On the other hand, based on the Sappey’s description, MM had two bellies [12]. But this information overlaps only 10% with our evaluations (Type 1). Despite sharing the common muscle origin similar to the double-bellied Type 1, we observed 90% (36/40) of the cases (Type 2 and Type 3) as single bellied. Most of those single-bellied cases were attached to the nasal base and less frequently to the septum (Type 2, %80). Although Type 2 and Type 3 MM were both single bellied, unlike Type 2, the distal attachment site of Type 3 was much larger and extended laterally to the nasal wing and continued upward with other nasal muscles. Rohrich et al. thoroughly discussed the anatomical relevancy of DSNM to identify the abnormalities during preoperational phase and to the outcomes of rhinoplasty [11]. Briefly, the surgical importance of depressor nasal muscle/s were first enlightened via “overactive depressor septi muscle” description by Wright and followed by other descriptions such as “rhino-gingivolabial syndrome of the smile” by Cachay-Velasquez [2, 15]. A decent example to the surgical importance of MM was particularly seen in cleft rhinoplasty, careful reconstruction of nasolabial muscular integrity being required to correct the deformity of the lower lateral cartilage in cleft patients [14].

Considering their insertion sites, Type 1 and Type 2 of our classification possibly delineate the functions of drawing the ala of nose downwards hence increasing the size of the nostril. But what about the possible function/s of Type 3 of MM which inserted to the septum, nasal base and nasal wing and continuing upward with the nasal muscles? Given its attachment to the nasal wing and continuing upward with nasal muscles aside the nasal septum base and wing; most obvious question regarding Type 3 MM is whether it contributes as a dilator of the nose during deep breathing similar to the alar part of the nasal muscle or oppositely, to nasal depression or construction. Another question is that what is the clinical relevance of two bellies (Type 1) versus one (Types 2, 3)? Do both belly active at the same time? Such questions could be best deciphered by correlating the pre vs. post-operational functional differences with delicate identification of anatomical muscle variations that were exposed during the surgeries. Prospective awareness of the anatomical classifications of MM prior to the surgical procedures may add deeper insights to the functional understanding of this muscle.
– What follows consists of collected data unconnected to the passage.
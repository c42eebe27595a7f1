//! The seam to the solid-modeling kernel.
//!
//! Production hands each operation's resolved geometry to a
//! [`GeometryKernel`] and keeps only the opaque [`KernelOutput`] it returns.
//! Nothing the kernel returns ever feeds a content hash.

use fabcam_math::{Plane, Point3, Tolerance};
use serde::{Deserialize, Serialize};
use thiserror::Error;

use crate::geometry::Geometry;
use crate::settings::ProductionSettings;

/// Opaque reference to a kernel object.
#[derive(Debug, Clone, Copy, PartialEq, Eq, Hash, Serialize, Deserialize)]
#[serde(transparent)]
pub struct KernelHandle(pub u64);

/// What the kernel produced for one operation.
#[derive(Debug, Clone, PartialEq, Serialize, Deserialize)]
pub struct KernelOutput {
    /// The resulting solid or shape binder.
    pub body: KernelHandle,
    /// Profile cut path, for a contoured extrude.
    pub contour_path: Option<KernelHandle>,
    /// Machined floor, for a pocket.
    pub bottom_path: Option<KernelHandle>,
}

/// The kernel rejected its input.
#[derive(Error, Debug, Clone, PartialEq)]
#[error("{0}")]
pub struct KernelError(pub String);

/// Geometry kernel used during production.
///
/// Every call receives the mount plane; depths are measured from that plane
/// against its normal.
pub trait GeometryKernel: Send {
    /// Extrude `boundary` by `depth`, cutting each `through` profile all the
    /// way through.
    fn extrude(
        &mut self,
        plane: &Plane,
        boundary: &Geometry,
        through: &[Geometry],
        depth: f64,
        contour: bool,
    ) -> Result<KernelOutput, KernelError>;

    /// Remove material inside `boundary` down to `depth`, leaving `islands`.
    fn pocket(
        &mut self,
        plane: &Plane,
        boundary: &Geometry,
        islands: &[Geometry],
        depth: f64,
    ) -> Result<KernelOutput, KernelError>;

    /// Drill one hole of `diameter` and `depth` at each of `centers`.
    fn drill(
        &mut self,
        plane: &Plane,
        diameter: f64,
        depth: f64,
        centers: &[Point3],
    ) -> Result<KernelOutput, KernelError>;
}

/// One call seen by [`MockKernel`].
#[derive(Debug, Clone, PartialEq)]
pub enum KernelCall {
    /// An extrude.
    Extrude {
        /// Depth passed in.
        depth: f64,
        /// Number of through profiles.
        through: usize,
        /// Whether a contour was requested.
        contour: bool,
    },
    /// A pocket.
    Pocket {
        /// Depth passed in.
        depth: f64,
        /// Number of islands.
        islands: usize,
    },
    /// A drilling pass.
    Drill {
        /// Hole diameter.
        diameter: f64,
        /// Hole depth.
        depth: f64,
        /// Number of holes.
        centers: usize,
    },
}

/// Deterministic kernel that validates its input and hands out sequential
/// handles without building any solids.
#[derive(Debug, Clone, Default)]
pub struct MockKernel {
    tolerance: Tolerance,
    next_handle: u64,
    calls: Vec<KernelCall>,
}

impl MockKernel {
    /// A mock kernel using `tolerance` for its input checks.
    pub fn new(tolerance: Tolerance) -> Self {
        Self {
            tolerance,
            next_handle: 0,
            calls: Vec::new(),
        }
    }

    /// A mock kernel checking its input against the run's tolerances.
    pub fn from_settings(settings: &ProductionSettings) -> Self {
        Self::new(settings.tolerance())
    }

    /// Every call made so far, in order.
    pub fn calls(&self) -> &[KernelCall] {
        &self.calls
    }

    fn handle(&mut self) -> KernelHandle {
        self.next_handle += 1;
        KernelHandle(self.next_handle)
    }

    fn check_depth(&self, depth: f64) -> Result<(), KernelError> {
        if depth.is_finite() && depth > self.tolerance.linear {
            Ok(())
        } else {
            Err(KernelError(format!("depth {depth} must be positive")))
        }
    }

    fn check_profiles(&self, boundary: &Geometry, inner: &[Geometry]) -> Result<(), KernelError> {
        boundary.validate(&self.tolerance).map_err(KernelError)?;
        for geometry in inner {
            geometry.validate(&self.tolerance).map_err(KernelError)?;
        }
        Ok(())
    }
}

impl GeometryKernel for MockKernel {
    fn extrude(
        &mut self,
        _plane: &Plane,
        boundary: &Geometry,
        through: &[Geometry],
        depth: f64,
        contour: bool,
    ) -> Result<KernelOutput, KernelError> {
        self.check_depth(depth)?;
        self.check_profiles(boundary, through)?;
        self.calls.push(KernelCall::Extrude {
            depth,
            through: through.len(),
            contour,
        });
        let body = self.handle();
        let contour_path = contour.then(|| self.handle());
        Ok(KernelOutput {
            body,
            contour_path,
            bottom_path: None,
        })
    }

    fn pocket(
        &mut self,
        _plane: &Plane,
        boundary: &Geometry,
        islands: &[Geometry],
        depth: f64,
    ) -> Result<KernelOutput, KernelError> {
        self.check_depth(depth)?;
        self.check_profiles(boundary, islands)?;
        self.calls.push(KernelCall::Pocket {
            depth,
            islands: islands.len(),
        });
        let body = self.handle();
        let bottom_path = Some(self.handle());
        Ok(KernelOutput {
            body,
            contour_path: None,
            bottom_path,
        })
    }

    fn drill(
        &mut self,
        _plane: &Plane,
        diameter: f64,
        depth: f64,
        centers: &[Point3],
    ) -> Result<KernelOutput, KernelError> {
        self.check_depth(depth)?;
        if !(diameter.is_finite() && diameter > self.tolerance.linear) {
            return Err(KernelError(format!("hole diameter {diameter} must be positive")));
        }
        if centers.is_empty() {
            return Err(KernelError("no hole centers".to_string()));
        }
        self.calls.push(KernelCall::Drill {
            diameter,
            depth,
            centers: centers.len(),
        });
        Ok(KernelOutput {
            body: self.handle(),
            contour_path: None,
            bottom_path: None,
        })
    }
}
When we were planning the current study, we realized that the existed literature involving the muscles of the nasal base were devoid of morphometric data. Therefore, we designated a simple course, the distance from the midline (passing through the anterior nasal spine) to the medial margin of the muscle, which can be instructive for planning the rhinoplasty surgeries. The measurement of this course can be useful when assessing the force line to estimate the functional outcomes of the surgery.

We predict that a solid anatomical classification manifested with anatomical studies may be beneficial to understand the structures in the region which might be important during various surgical techniques, especially rhinoplasty.